Every line of the data below that holds the string "timeout" needs to be reported.

Saved entries
_ _ _ _

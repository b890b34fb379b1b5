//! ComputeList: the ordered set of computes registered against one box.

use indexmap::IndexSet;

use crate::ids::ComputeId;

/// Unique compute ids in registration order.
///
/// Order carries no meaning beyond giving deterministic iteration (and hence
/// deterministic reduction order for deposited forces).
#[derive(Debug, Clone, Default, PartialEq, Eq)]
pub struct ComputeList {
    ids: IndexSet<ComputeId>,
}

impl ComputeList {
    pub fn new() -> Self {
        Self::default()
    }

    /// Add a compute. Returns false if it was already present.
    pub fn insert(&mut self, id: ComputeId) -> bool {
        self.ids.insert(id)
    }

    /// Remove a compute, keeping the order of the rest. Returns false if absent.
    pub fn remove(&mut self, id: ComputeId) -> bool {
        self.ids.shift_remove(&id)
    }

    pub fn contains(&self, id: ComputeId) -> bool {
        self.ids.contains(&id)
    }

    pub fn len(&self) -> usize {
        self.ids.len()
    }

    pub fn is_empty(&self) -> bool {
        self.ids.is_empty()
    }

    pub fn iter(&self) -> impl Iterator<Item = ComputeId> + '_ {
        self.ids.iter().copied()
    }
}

_ _ _ _

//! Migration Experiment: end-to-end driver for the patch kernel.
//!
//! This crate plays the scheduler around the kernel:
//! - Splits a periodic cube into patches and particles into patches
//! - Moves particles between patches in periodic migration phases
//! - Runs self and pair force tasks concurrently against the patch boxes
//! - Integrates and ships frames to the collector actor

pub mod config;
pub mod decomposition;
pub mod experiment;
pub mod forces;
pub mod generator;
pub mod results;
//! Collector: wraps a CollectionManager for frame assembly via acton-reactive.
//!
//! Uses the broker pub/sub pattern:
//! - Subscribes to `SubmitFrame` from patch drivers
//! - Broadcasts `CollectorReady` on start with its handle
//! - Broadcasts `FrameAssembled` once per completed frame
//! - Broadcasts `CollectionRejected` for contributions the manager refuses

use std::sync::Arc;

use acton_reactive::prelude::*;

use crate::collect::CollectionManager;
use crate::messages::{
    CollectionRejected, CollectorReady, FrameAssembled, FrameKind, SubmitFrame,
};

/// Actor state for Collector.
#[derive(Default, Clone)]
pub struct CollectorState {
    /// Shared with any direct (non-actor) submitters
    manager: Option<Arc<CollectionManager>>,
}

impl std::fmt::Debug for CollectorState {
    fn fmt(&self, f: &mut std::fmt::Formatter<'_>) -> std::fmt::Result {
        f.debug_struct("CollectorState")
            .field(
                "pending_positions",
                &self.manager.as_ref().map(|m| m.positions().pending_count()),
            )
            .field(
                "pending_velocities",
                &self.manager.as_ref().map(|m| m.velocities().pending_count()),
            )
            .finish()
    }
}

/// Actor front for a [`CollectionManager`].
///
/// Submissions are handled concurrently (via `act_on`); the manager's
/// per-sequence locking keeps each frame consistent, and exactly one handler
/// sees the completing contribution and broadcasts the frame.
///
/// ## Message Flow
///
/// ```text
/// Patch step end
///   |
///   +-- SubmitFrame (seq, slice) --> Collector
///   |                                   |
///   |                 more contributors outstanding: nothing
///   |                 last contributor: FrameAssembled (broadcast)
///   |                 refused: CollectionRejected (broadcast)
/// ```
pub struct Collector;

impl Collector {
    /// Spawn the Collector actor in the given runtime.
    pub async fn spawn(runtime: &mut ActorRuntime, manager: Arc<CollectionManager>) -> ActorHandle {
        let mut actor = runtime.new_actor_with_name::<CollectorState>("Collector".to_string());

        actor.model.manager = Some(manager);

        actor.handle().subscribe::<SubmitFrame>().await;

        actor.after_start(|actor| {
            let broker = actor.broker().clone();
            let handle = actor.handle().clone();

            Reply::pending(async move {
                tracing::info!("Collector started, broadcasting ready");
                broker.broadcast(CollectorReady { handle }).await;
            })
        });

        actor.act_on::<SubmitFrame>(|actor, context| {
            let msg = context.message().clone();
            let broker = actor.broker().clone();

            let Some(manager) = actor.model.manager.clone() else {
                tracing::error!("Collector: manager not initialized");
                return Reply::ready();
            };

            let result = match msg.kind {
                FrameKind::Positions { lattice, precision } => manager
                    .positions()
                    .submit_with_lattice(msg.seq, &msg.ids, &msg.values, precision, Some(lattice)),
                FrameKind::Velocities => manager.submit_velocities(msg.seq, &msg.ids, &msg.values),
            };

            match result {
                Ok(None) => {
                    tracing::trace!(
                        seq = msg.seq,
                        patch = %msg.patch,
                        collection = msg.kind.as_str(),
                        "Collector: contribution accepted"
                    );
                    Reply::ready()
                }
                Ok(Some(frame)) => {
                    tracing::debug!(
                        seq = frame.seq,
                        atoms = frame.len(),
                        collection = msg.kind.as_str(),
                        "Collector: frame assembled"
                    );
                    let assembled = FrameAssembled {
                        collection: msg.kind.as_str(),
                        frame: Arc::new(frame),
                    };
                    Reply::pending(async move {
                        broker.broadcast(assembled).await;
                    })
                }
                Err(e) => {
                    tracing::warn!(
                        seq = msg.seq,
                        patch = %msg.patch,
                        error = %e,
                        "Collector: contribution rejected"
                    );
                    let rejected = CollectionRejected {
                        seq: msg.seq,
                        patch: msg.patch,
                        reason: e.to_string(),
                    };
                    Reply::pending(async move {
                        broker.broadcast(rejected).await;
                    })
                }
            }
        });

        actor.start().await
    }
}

_ _ _ _

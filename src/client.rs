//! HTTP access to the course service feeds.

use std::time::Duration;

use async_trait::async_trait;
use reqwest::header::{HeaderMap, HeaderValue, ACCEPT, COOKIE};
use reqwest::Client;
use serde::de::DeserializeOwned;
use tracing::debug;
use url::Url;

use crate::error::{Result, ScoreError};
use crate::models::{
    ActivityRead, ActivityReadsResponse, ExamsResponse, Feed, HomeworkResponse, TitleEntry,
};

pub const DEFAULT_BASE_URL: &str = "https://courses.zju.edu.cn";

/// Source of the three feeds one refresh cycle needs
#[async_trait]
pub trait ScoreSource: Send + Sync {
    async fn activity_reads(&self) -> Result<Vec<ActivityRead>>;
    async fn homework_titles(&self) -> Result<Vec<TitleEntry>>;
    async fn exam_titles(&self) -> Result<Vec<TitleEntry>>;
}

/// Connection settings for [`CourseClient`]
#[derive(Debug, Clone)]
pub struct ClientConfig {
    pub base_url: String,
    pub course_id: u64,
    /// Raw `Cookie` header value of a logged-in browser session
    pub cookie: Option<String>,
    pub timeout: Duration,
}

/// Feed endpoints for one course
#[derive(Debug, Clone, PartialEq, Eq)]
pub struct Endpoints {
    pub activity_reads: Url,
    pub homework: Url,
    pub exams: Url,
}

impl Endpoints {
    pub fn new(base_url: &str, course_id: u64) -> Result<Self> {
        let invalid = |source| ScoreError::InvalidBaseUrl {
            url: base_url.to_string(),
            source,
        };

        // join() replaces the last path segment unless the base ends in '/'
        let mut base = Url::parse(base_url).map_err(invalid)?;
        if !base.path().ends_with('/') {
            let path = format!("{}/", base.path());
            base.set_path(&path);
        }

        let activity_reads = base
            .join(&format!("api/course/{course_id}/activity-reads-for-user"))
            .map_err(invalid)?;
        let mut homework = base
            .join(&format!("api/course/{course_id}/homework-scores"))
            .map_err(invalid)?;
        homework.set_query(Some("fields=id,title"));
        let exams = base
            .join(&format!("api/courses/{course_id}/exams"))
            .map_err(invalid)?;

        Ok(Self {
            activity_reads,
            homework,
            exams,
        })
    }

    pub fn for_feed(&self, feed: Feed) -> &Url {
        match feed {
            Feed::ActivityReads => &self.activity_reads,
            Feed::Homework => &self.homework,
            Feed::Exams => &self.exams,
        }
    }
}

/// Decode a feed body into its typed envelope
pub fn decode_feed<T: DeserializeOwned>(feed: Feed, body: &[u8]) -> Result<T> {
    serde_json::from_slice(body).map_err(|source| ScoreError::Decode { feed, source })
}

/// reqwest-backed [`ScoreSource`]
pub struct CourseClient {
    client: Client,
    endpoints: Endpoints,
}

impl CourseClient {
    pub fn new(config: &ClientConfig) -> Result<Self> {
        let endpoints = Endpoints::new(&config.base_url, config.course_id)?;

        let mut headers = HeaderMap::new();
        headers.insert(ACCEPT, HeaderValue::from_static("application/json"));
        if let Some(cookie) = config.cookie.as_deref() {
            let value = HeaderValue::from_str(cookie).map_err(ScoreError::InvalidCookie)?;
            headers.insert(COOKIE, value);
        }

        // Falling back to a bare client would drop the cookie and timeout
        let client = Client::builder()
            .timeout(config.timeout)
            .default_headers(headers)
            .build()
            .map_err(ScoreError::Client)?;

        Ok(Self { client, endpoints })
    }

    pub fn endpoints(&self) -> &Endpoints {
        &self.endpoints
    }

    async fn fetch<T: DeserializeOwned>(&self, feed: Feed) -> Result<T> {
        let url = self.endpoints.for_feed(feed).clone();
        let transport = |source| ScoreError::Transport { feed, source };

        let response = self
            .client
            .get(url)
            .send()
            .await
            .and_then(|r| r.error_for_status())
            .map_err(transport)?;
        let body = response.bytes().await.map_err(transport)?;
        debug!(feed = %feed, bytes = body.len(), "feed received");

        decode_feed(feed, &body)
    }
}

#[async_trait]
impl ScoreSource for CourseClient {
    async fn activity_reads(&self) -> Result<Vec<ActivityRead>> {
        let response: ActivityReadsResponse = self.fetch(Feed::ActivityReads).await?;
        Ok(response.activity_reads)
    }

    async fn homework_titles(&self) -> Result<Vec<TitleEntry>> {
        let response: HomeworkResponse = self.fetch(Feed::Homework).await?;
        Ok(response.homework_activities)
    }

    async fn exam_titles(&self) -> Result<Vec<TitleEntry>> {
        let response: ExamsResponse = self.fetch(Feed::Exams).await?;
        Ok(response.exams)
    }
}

_ _ _ _

■ Finished exercise
    pub timeout: Duration,
        // Falling back to a bare client would drop the cookie and timeout
            .timeout(config.timeout)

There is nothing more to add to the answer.